__The task__. Transcribe exactly the lines that fall between the one holding "competency list importer" and the one holding "use crate::importer::file_parser::parser_for;", inclusive, from the entries below.

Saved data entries
* * *
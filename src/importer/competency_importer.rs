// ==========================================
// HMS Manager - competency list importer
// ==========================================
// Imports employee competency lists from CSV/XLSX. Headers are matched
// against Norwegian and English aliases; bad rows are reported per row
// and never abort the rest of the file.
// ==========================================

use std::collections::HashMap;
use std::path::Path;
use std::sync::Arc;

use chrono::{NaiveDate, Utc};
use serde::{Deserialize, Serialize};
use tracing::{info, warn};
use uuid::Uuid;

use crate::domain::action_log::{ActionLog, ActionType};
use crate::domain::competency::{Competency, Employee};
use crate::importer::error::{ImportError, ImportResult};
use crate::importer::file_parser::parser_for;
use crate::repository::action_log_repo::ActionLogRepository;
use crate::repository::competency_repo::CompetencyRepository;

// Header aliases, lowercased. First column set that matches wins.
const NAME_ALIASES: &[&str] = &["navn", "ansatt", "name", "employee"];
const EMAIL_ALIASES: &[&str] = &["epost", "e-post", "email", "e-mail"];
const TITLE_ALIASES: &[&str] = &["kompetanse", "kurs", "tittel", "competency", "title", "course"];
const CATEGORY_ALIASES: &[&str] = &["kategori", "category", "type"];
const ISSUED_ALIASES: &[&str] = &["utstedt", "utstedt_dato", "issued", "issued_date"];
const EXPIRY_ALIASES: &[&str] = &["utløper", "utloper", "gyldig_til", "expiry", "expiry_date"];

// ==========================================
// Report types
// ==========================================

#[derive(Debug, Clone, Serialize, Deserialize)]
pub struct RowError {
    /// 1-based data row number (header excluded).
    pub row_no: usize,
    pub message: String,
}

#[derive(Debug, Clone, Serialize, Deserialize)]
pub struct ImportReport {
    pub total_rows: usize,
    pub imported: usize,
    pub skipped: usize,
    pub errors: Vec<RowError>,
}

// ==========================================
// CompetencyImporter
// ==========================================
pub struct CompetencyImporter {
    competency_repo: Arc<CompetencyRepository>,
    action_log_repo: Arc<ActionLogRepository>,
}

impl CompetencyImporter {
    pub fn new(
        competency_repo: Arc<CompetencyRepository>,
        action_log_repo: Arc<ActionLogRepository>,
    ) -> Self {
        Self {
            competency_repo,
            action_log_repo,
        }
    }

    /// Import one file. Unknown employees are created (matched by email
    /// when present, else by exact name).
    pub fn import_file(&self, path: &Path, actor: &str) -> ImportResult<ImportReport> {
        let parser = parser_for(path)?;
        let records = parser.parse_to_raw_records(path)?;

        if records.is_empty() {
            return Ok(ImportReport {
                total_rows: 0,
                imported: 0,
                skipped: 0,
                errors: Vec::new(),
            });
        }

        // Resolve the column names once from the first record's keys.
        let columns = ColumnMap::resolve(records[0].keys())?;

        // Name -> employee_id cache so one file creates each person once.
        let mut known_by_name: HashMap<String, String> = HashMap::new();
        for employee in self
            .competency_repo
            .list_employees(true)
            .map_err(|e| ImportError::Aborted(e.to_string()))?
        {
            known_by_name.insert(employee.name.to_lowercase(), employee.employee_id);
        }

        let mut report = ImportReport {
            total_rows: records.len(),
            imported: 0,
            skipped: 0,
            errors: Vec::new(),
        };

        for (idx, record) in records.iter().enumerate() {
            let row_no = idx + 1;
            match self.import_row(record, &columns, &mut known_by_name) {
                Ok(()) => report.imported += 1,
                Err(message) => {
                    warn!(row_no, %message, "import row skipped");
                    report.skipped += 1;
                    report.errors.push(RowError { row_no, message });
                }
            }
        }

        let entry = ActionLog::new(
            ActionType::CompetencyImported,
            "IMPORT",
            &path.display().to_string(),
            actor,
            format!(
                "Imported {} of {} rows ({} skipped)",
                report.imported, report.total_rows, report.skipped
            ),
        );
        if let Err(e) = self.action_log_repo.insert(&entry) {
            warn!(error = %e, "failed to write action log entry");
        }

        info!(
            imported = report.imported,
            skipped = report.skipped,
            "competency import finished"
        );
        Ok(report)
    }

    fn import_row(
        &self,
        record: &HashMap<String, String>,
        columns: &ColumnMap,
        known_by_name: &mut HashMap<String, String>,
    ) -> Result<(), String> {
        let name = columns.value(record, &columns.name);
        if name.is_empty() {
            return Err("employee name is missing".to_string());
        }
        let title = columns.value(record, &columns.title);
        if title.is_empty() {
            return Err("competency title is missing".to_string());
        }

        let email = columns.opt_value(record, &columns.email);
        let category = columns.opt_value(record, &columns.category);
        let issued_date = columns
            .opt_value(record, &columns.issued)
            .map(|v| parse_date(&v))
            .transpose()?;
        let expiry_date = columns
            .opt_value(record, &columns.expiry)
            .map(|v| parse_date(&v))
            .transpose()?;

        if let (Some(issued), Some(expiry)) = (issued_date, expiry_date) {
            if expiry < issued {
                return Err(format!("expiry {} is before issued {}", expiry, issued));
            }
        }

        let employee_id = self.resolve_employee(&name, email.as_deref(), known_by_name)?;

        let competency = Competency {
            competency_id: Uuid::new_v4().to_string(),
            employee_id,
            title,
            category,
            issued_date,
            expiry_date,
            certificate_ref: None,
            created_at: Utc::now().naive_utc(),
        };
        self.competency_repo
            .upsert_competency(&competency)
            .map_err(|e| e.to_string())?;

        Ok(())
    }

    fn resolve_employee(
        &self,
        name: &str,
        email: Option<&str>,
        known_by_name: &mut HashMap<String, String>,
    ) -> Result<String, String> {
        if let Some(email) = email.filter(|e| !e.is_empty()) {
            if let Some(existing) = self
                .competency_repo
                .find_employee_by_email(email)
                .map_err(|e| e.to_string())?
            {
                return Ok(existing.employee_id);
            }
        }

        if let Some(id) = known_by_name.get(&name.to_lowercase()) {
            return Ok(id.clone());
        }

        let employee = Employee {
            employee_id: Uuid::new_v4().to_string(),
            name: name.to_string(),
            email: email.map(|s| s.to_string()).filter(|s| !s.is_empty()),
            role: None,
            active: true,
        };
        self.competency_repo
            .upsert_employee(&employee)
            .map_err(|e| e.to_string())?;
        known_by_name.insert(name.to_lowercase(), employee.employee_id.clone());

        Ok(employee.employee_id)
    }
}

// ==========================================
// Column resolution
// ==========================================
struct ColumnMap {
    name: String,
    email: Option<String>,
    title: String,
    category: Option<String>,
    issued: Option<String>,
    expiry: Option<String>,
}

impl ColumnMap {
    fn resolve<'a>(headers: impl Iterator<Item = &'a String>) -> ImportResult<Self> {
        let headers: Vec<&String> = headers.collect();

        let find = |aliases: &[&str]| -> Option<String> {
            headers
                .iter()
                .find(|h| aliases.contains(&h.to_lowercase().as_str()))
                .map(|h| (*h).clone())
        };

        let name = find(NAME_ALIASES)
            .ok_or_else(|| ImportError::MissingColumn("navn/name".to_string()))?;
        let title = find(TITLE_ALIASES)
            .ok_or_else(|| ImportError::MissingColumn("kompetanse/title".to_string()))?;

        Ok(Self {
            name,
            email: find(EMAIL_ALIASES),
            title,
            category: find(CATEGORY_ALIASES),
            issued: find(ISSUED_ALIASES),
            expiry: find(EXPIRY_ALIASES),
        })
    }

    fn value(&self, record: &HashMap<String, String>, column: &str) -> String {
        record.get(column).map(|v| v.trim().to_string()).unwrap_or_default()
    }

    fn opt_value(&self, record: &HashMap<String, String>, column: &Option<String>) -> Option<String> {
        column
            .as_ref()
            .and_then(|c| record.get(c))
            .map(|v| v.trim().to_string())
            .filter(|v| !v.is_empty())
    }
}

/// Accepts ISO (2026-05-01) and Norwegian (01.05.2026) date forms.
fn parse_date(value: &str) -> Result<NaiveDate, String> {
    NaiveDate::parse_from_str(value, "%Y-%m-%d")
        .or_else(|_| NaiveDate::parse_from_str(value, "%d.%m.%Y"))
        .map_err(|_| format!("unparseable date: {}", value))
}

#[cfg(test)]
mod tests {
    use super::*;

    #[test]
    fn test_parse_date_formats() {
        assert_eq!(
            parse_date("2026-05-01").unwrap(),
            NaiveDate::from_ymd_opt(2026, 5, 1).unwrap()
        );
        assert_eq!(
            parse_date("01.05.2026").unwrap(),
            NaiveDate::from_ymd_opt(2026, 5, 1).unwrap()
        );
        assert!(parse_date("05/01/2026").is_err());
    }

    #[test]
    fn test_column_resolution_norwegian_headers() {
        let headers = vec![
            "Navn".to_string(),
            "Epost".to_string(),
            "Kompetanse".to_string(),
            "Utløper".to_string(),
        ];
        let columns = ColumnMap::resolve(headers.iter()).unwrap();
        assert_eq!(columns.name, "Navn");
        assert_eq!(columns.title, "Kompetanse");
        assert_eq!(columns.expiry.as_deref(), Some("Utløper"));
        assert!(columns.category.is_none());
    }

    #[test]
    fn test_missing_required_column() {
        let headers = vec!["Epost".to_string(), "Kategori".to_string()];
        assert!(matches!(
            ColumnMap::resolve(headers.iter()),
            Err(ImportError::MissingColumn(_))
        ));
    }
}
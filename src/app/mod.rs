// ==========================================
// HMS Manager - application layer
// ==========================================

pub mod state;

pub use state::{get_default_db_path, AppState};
* * *
__Solution below__.
// HMS Manager - competency list importer
// ==========================================
// Imports employee competency lists from CSV/XLSX. Headers are matched
// against Norwegian and English aliases; bad rows are reported per row
// and never abort the rest of the file.
// ==========================================

use std::collections::HashMap;
use std::path::Path;
use std::sync::Arc;

use chrono::{NaiveDate, Utc};
use serde::{Deserialize, Serialize};
use tracing::{info, warn};
use uuid::Uuid;

use crate::domain::action_log::{ActionLog, ActionType};
use crate::domain::competency::{Competency, Employee};
use crate::importer::error::{ImportError, ImportResult};
use crate::importer::file_parser::parser_for;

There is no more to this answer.